10 Tips for Rockstar Resumes!

Much about 21st century job searching has changed, but resumes remain an important aspect.  Check out our tips for a strong resume, as well as suggestions for more modern approaches.


5 Tips for a Traditional Resume

#1: Be genuine!

Make every word count!  Avoid nonsense terms that don’t truly add meaning (Check out this article with the best and worst phrases that experts see on resumes!).  Employers can see through insincerity right away, and that’s NOT the kind of first impression you want to make!

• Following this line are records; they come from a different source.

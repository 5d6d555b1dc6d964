// User handlers
// HTTP handlers exposing the stored Telegram users

use axum::{
    extract::{Path, State},
    http::StatusCode,
    response::IntoResponse,
    Json,
};
use serde_json::Value;
use tracing::{debug, info};

use crate::{
    error::{ApiError, ApiResult},
    store::{SharedStore, Table},
};

/// Get all users
/// GET /api/users
pub async fn get_all_users(
    State(store): State<SharedStore>,
) -> ApiResult<impl IntoResponse> {
    info!("Fetching all users");

    let users = store
        .get_all_rows(Table::Users)
        .await?
        .ok_or_else(|| ApiError::not_found("User data"))?;

    info!("Retrieved {} users", users.len());
    Ok((StatusCode::OK, Json(Value::Array(users))))
}

/// Get user by Telegram id
/// GET /api/users/:id
pub async fn get_user_by_id(
    State(store): State<SharedStore>,
    Path(telegram_id): Path<String>,
) -> ApiResult<impl IntoResponse> {
    info!("Fetching user with telegram_id: {}", telegram_id);

    // A malformed id can never match a row
    let Ok(id) = telegram_id.parse::<i64>() else {
        debug!("Ignoring non-numeric telegram_id: {}", telegram_id);
        return Err(ApiError::not_found(format!("User {}", telegram_id)));
    };

    let user = store
        .get_user_by_telegram_id(id)
        .await?
        .ok_or_else(|| ApiError::not_found(format!("User {}", telegram_id)))?;

    Ok((StatusCode::OK, Json(user)))
}
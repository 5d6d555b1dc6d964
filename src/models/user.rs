use serde::{Deserialize, Serialize};
use serde_json::Value;

/// Fixed label stored with every payload.
pub const PAYLOAD_LABEL: &str = "Данные";

/// Profile of the Telegram user who sent a message.
/// Kept free of teloxide types so the registration flow can be exercised without a bot.
#[derive(Debug, Clone, PartialEq, Eq)]
pub struct SenderProfile {
    pub id: i64,
    pub first_name: String,
    pub last_name: Option<String>,
    pub username: Option<String>,
}

/// Opaque data column of a user row.
/// Missing profile fields are omitted from the JSON rather than written as `null`.
#[derive(Debug, Clone, PartialEq, Serialize, Deserialize)]
pub struct UserPayload {
    #[serde(default, skip_serializing_if = "Option::is_none")]
    pub last_name: Option<String>,
    #[serde(default, skip_serializing_if = "Option::is_none")]
    pub username: Option<String>,
    pub id: i64,
    pub text: String,
}

/// One row of the `users` table, keyed by the Telegram user id.
#[derive(Debug, Clone, PartialEq, Serialize)]
pub struct UserRecord {
    pub telegram_id: i64,
    pub data: Value,
}

impl SenderProfile {
    pub fn new(id: i64, first_name: impl Into<String>) -> Self {
        SenderProfile {
            id,
            first_name: first_name.into(),
            last_name: None,
            username: None,
        }
    }
}

impl From<&teloxide::types::User> for SenderProfile {
    fn from(user: &teloxide::types::User) -> Self {
        SenderProfile {
            // Telegram user ids fit in 52 bits
            id: user.id.0 as i64,
            first_name: user.first_name.clone(),
            last_name: user.last_name.clone(),
            username: user.username.clone(),
        }
    }
}

impl UserPayload {
    pub fn from_sender(sender: &SenderProfile) -> Self {
        UserPayload {
            last_name: sender.last_name.clone(),
            username: sender.username.clone(),
            id: sender.id,
            text: PAYLOAD_LABEL.to_string(),
        }
    }
}

impl UserRecord {
    pub fn new(telegram_id: i64, payload: &UserPayload) -> serde_json::Result<Self> {
        Ok(UserRecord {
            telegram_id,
            data: serde_json::to_value(payload)?,
        })
    }

    pub fn for_sender(sender: &SenderProfile) -> serde_json::Result<Self> {
        Self::new(sender.id, &UserPayload::from_sender(sender))
    }

    /// Reference shape of a `users` row as the readers return it: one JSON
    /// object keyed by column name. `Database` readers must produce exactly this.
    pub fn to_row(&self) -> Value {
        serde_json::json!({
            "telegram_id": self.telegram_id,
            "data": self.data,
        })
    }
}
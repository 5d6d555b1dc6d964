// Library root for the Telegram user registry

pub mod bot;
pub mod config;
pub mod db;
pub mod error;
pub mod handlers;
pub mod middleware;
pub mod models;
pub mod store;

use axum::{routing::get, Router};

use handlers::{
    health_check,
    users::{get_all_users, get_user_by_id},
};
use middleware::create_middleware_stack;

// Re-export commonly used types
pub use db::Database;
pub use error::ApiError;
pub use models::{SenderProfile, UserPayload, UserRecord};
pub use store::{SharedStore, Table, UserStore};

/// Create the Axum router with all endpoints and middleware
pub fn create_router(store: SharedStore) -> Router {
    Router::new()
        // Health check endpoint
        .route("/health", get(health_check))
        // Read-only user endpoints
        .route("/api/users", get(get_all_users))
        .route("/api/users/:id", get(get_user_by_id))
        .with_state(store)
        .layer(create_middleware_stack())
}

#2: Be careful with your objective

Conflicting opinions (for and against) alert!  If you do include an objective, keep these two, closely-related pointers in mind:

  1. Tailor it to position for which you apply!  Just as each company, school, and organization varies in its priorities, so should your objective reflect how you can meet their unique needs.
  2. As Richard White points out in his article:  “…It is not about how you can benefit from the company, but how the company can benefit from you.” For this reason, your objective should not say what you hope to get out of working there!  We recommend starting with a brief description of yourself, followed by what you would truly contribute if hired by the company.  For example: Highly enthusiastic teacher with a passion for educational technology seeks to contribute to increased technology effectiveness in the classroom.
#3: Skip your address

Donna Svei shares the risk in her article, “The Real Reason You Shouldn’t Put Your Address on Your Resume.” She cautions that if you would need to commute, employers definitely take note of the your potential burn-out liability.  Instead, she recommends you put down your most recent employer’s city location.

#4: Quantify and Qualify with power verbs & nouns

Strunk and White’s tip to “write with nouns and verbs” in their book, Elements of Style, is true in resume writing, too!  Beginning each accomplishment with a power verb & using specific nouns can help focus your description (ie, instead of “Helped with training new teachers,” try “Mentored 3 first-year teachers through peer observations, coaching, and co-teaching.”).  However, be conscious of tip #1 as you do so–make sure these are honest and objective descriptors!  This word cloud of power verbs gives you a visual of the most commonly recommended power verbs we compiled from the sources listed below.

Power Verbs Word Cloud

#5: Create a proper balance between white space & text

Be sure to utilize indentations to make your resume easy to scan through!


5 Tips for 21st Century Resume Writing

#1: Recognize the need for a traditional paper resume

Many companies now have online systems in place for applicants to type in all the information from their resumes.  However, it’s still valuable to have on hand a paper copy for interviews, job fairs, and other instances of personal contact.

#2: Have your resume ready for digital sharing

We’ve seen other companies that simply ask you to enter a link to your resume.  Make sure you have a shareable version ready to go, such as a PDF downloaded in Google Drive!

#3: Consider a visual resume

The changes in a visual resume may be as subtle as adding blocks of color to organize your presentation, or it may be as dramatic as adding charts.  This can be an eye-catching and efficient approach to your resume-writing.  However, be sure to check out this article for some disadvantages to consider, too, such as the incompatibility with ATS (automatic tracking systems).

#4: Consider a creative resume

Emilie Ogez
Emilie Ogez

A creative tier above visual resumes is the infographic route!  This is a more obvious choice for those in creative fields, such as designers, but it could also be an opportunity to stand out if you’re willing to take the risk!  See some examples of Infographics resumes on Pinterest, and and excellent list on Cornerstone University’s blog.

#5: Consider your audience!

Evaluate the company’s characteristics.  Is it a more established, traditional organization, or does it have more of an entrepreneurial history?  Chances are that if it’s the former, you’ll want to stick with more traditional resumes and objectives.  If it’s the latter, employers may appreciate your gutsiness in trying out bolder strategies.